Lavinia made her disappointment clear, but then she said, "Since there's always

something to be made the best of, we will make the best of it."

In October, he returned again, but he did not make a proposal. As it turned out, he

was finished in Washington, D.C. Lavinia said, impatiently, "If a woman's task is not to

be patient, then I cannot for the life of me understand what her task is!" Margaret was

patient. Mrs.
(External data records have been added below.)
//! File uploads stored on local disk under the configured upload root
//!
//! Layout: `<root>/<type>/<extension>/<name>-<millis>.<extension>` for content
//! files, `<root>/thumbnails/` and `<root>/previews/` for images.

use std::path::{Component, Path, PathBuf};

use chrono::{DateTime, Utc};

use super::slug::slugify;
use crate::{
    config::UploadsConfig,
    error::{AppError, AppResult},
    models::{
        enums::MultimediaType,
        upload::{FileEntry, UploadedFile},
    },
};

const IMAGE_TYPES: &[&str] = &["image/jpeg", "image/jpg", "image/png", "image/svg+xml"];

const SIZE_UNITS: &[&str] = &["Bytes", "KB", "MB", "GB"];

/// MIME types accepted for each multimedia type
pub fn allowed_mime_types(kind: MultimediaType) -> &'static [&'static str] {
    match kind {
        MultimediaType::Infografia => &[
            "image/jpeg",
            "image/jpg",
            "image/png",
            "image/svg+xml",
            "application/pdf",
        ],
        MultimediaType::Video => &["video/mp4", "video/avi", "video/quicktime", "video/x-msvideo"],
        MultimediaType::Arte => &[
            "image/jpeg",
            "image/jpg",
            "image/png",
            "image/svg+xml",
            "image/gif",
        ],
        MultimediaType::Presentacion => &[
            "application/pdf",
            "application/vnd.ms-powerpoint",
            "application/vnd.openxmlformats-officedocument.presentationml.presentation",
        ],
    }
}

/// `1536` -> `1.5 KB`, two decimals at most
pub fn format_file_size(bytes: u64) -> String {
    if bytes == 0 {
        return "0 Bytes".to_string();
    }
    let mut unit = 0;
    let mut value = bytes as f64;
    while value >= 1024.0 && unit < SIZE_UNITS.len() - 1 {
        value /= 1024.0;
        unit += 1;
    }
    let rounded = format!("{:.2}", value);
    let trimmed = rounded.trim_end_matches('0').trim_end_matches('.');
    format!("{} {}", trimmed, SIZE_UNITS[unit])
}

/// Lower-case extension of a client file name, without the dot
pub fn extension_of(file_name: &str) -> String {
    Path::new(file_name)
        .extension()
        .and_then(|e| e.to_str())
        .map(|e| e.to_ascii_lowercase())
        .unwrap_or_default()
}

/// Stored file name: slugified stem, a millisecond timestamp, the extension
pub fn stored_name(original: &str, millis: i64) -> String {
    let stem = Path::new(original)
        .file_stem()
        .and_then(|s| s.to_str())
        .unwrap_or_default();
    let mut stem = slugify(stem).replace('_', "-");
    if stem.is_empty() {
        stem = "file".to_string();
    }
    let ext = extension_of(original);
    if ext.is_empty() {
        format!("{}-{}", stem, millis)
    } else {
        format!("{}-{}.{}", stem, millis, ext)
    }
}

/// Join a client-supplied relative path onto `root`.
///
/// Only plain path segments are accepted; `..`, absolute paths and prefixes
/// are refused so the result always stays under `root`.
pub fn resolve_within(root: &Path, relative: &str) -> AppResult<PathBuf> {
    let mut path = root.to_path_buf();
    for component in Path::new(relative).components() {
        match component {
            Component::Normal(part) => path.push(part),
            Component::CurDir => {}
            _ => {
                return Err(AppError::Forbidden(
                    "Access denied: path escapes the upload directory".to_string(),
                ))
            }
        }
    }
    Ok(path)
}

/// A file received from a multipart request
#[derive(Debug)]
pub struct IncomingFile {
    pub original_name: String,
    pub content_type: String,
    pub data: Vec<u8>,
}

#[derive(Clone)]
pub struct UploadsService {
    config: UploadsConfig,
}

impl UploadsService {
    pub fn new(config: UploadsConfig) -> Self {
        Self { config }
    }

    pub fn root(&self) -> &Path {
        &self.config.dir
    }

    fn public_url(&self, relative: &str) -> String {
        format!(
            "{}/{}",
            self.config.public_prefix.trim_end_matches('/'),
            relative
        )
    }

    /// Store a content file under its multimedia type and extension
    pub async fn store_file(&self, kind: Option<&str>, file: IncomingFile) -> AppResult<UploadedFile> {
        let kind = kind
            .filter(|k| !k.trim().is_empty())
            .ok_or_else(|| AppError::Validation("The multimedia type is required".to_string()))?;
        let kind: MultimediaType = kind.parse()?;

        let allowed = allowed_mime_types(kind);
        if !allowed.contains(&file.content_type.as_str()) {
            return Err(AppError::Validation(format!(
                "File type not allowed for {}: {}. Allowed types: {}",
                kind,
                file.content_type,
                allowed.join(", ")
            )));
        }
        self.check_size(&file, self.config.max_file_bytes)?;

        let ext = extension_of(&file.original_name);
        let mut dir = vec![kind.as_str().to_string()];
        if !ext.is_empty() {
            dir.push(ext.clone());
        }

        let mut stored = self.write(&dir, &file).await?;
        stored.format = Some(ext.to_uppercase());
        Ok(stored)
    }

    /// Store a thumbnail, or a preview image when `kind` is `preview`
    pub async fn store_thumbnail(
        &self,
        kind: Option<&str>,
        file: IncomingFile,
    ) -> AppResult<UploadedFile> {
        if !IMAGE_TYPES.contains(&file.content_type.as_str()) {
            return Err(AppError::Validation(
                "Only images are allowed for thumbnails and previews".to_string(),
            ));
        }
        self.check_size(&file, self.config.max_image_bytes)?;

        let folder = match kind {
            Some("preview") => "previews",
            _ => "thumbnails",
        };
        self.write(&[folder.to_string()], &file).await
    }

    fn check_size(&self, file: &IncomingFile, max: usize) -> AppResult<()> {
        if file.data.is_empty() {
            return Err(AppError::Validation("No file received".to_string()));
        }
        if file.data.len() > max {
            return Err(AppError::Validation(format!(
                "File exceeds the maximum size of {}",
                format_file_size(max as u64)
            )));
        }
        Ok(())
    }

    async fn write(&self, dir: &[String], file: &IncomingFile) -> AppResult<UploadedFile> {
        let filename = stored_name(&file.original_name, Utc::now().timestamp_millis());
        let mut segments = dir.to_vec();
        segments.push(filename.clone());
        let relative = segments.join("/");

        let target = resolve_within(self.root(), &relative)?;
        if let Some(parent) = target.parent() {
            tokio::fs::create_dir_all(parent).await?;
        }
        tokio::fs::write(&target, &file.data).await?;

        tracing::info!(
            path = %relative,
            bytes = file.data.len(),
            mimetype = %file.content_type,
            "file uploaded"
        );

        Ok(UploadedFile {
            filename,
            original_name: file.original_name.clone(),
            url: self.public_url(&relative),
            path: relative,
            size: format_file_size(file.data.len() as u64),
            format: None,
            mimetype: file.content_type.clone(),
            duration: None,
        })
    }

    /// Directory tree of the upload root, or of one of its folders
    pub async fn list(&self, kind: Option<&str>) -> AppResult<Vec<FileEntry>> {
        let prefix = kind.filter(|k| !k.trim().is_empty()).unwrap_or_default();
        let start = resolve_within(self.root(), prefix)?;
        let public_prefix = self.config.public_prefix.trim_end_matches('/').to_string();
        let base = prefix.trim_matches('/').to_string();

        let entries = tokio::task::spawn_blocking(move || scan(&start, &base, &public_prefix))
            .await
            .map_err(|e| AppError::Internal(format!("file listing task failed: {}", e)))?;

        Ok(entries)
    }

    /// Remove a stored file given its path relative to the upload root
    pub async fn delete(&self, relative: &str) -> AppResult<()> {
        let path = self.existing_file(relative).await?;
        tokio::fs::remove_file(&path).await?;
        tracing::info!(path = %relative, "file deleted");
        Ok(())
    }

    /// Locate a file for a forced download
    pub async fn download_path(&self, kind: &str, format: &str, filename: &str) -> AppResult<PathBuf> {
        for segment in [kind, format, filename] {
            if segment.contains('/') || segment.contains('\\') {
                return Err(AppError::Forbidden(
                    "Access denied: path escapes the upload directory".to_string(),
                ));
            }
        }
        self.existing_file(&format!("{}/{}/{}", kind, format, filename))
            .await
    }

    async fn existing_file(&self, relative: &str) -> AppResult<PathBuf> {
        if relative.trim_matches('/').is_empty() {
            return Err(AppError::Validation("A file path is required".to_string()));
        }
        let path = resolve_within(self.root(), relative)?;
        match tokio::fs::metadata(&path).await {
            Ok(meta) if meta.is_file() => Ok(path),
            Ok(_) => Err(AppError::Validation(format!("'{}' is not a file", relative))),
            Err(e) if e.kind() == std::io::ErrorKind::NotFound => {
                Err(AppError::NotFound(format!("File '{}' not found", relative)))
            }
            Err(e) => Err(e.into()),
        }
    }
}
Early stayed away. Christmas passed. Captain Early was understood to be in

Flagstaff. Then he was understood to have gone to California. Spring came. Elizabeth had

another baby, another girl. Captain Early returned from California. Shortly after he

returned, he found her picking strawberries in Beatrice's strawberry patch, and got her to

stand up, there in the morning sunshine, and, holding both of her hands, he asked her to

marry him. She was twenty-seven. He was thirty-eight. The seriousness of his face as he

asked her made her terribly nervous, but she made up her mind that this nervousness was

love, a form of electricity.

Now Lavinia herself became very patient. There was a lot to do in the month

before the wedding, especially since Margaret's linen chest was nothing like what

Beatrice's had been, or Elizabeth's. What was there in it--three tablecloths, a dozen

napkins, some unhemmed sheets and pillowcases, a quilt, neatly made, but old now, ten

years old or older? And what dress did she have to be married in? Lavinia had overlooked

that, and Margaret had overlooked it, too. Mrs. Bell had nothing suitable--Margaret was

much too tall. It was Mrs. Early who took Margaret on the train to St. Louis, to Stix, Baer

& Fuller and bought her a practical outfit, a blue shirtwaist with lovely lace over the

shoulders and a flattering, bias-cut skirt, in a crisp wool, light but warm, and a coat to go

with it, darker blue. They had tea at a French tearoom, and Mrs. Bell joined them. She

had a hatbox with her, and she gave it to Margaret, and congratulated her, and gripped

her shoulders and kissed her on both cheeks in that St. Louis way, but all of her

conversation was about Lucy May and Eloise (named after Mrs. Bell), who was already

smiling at two months old. After that outing, it was but two weeks until the wedding.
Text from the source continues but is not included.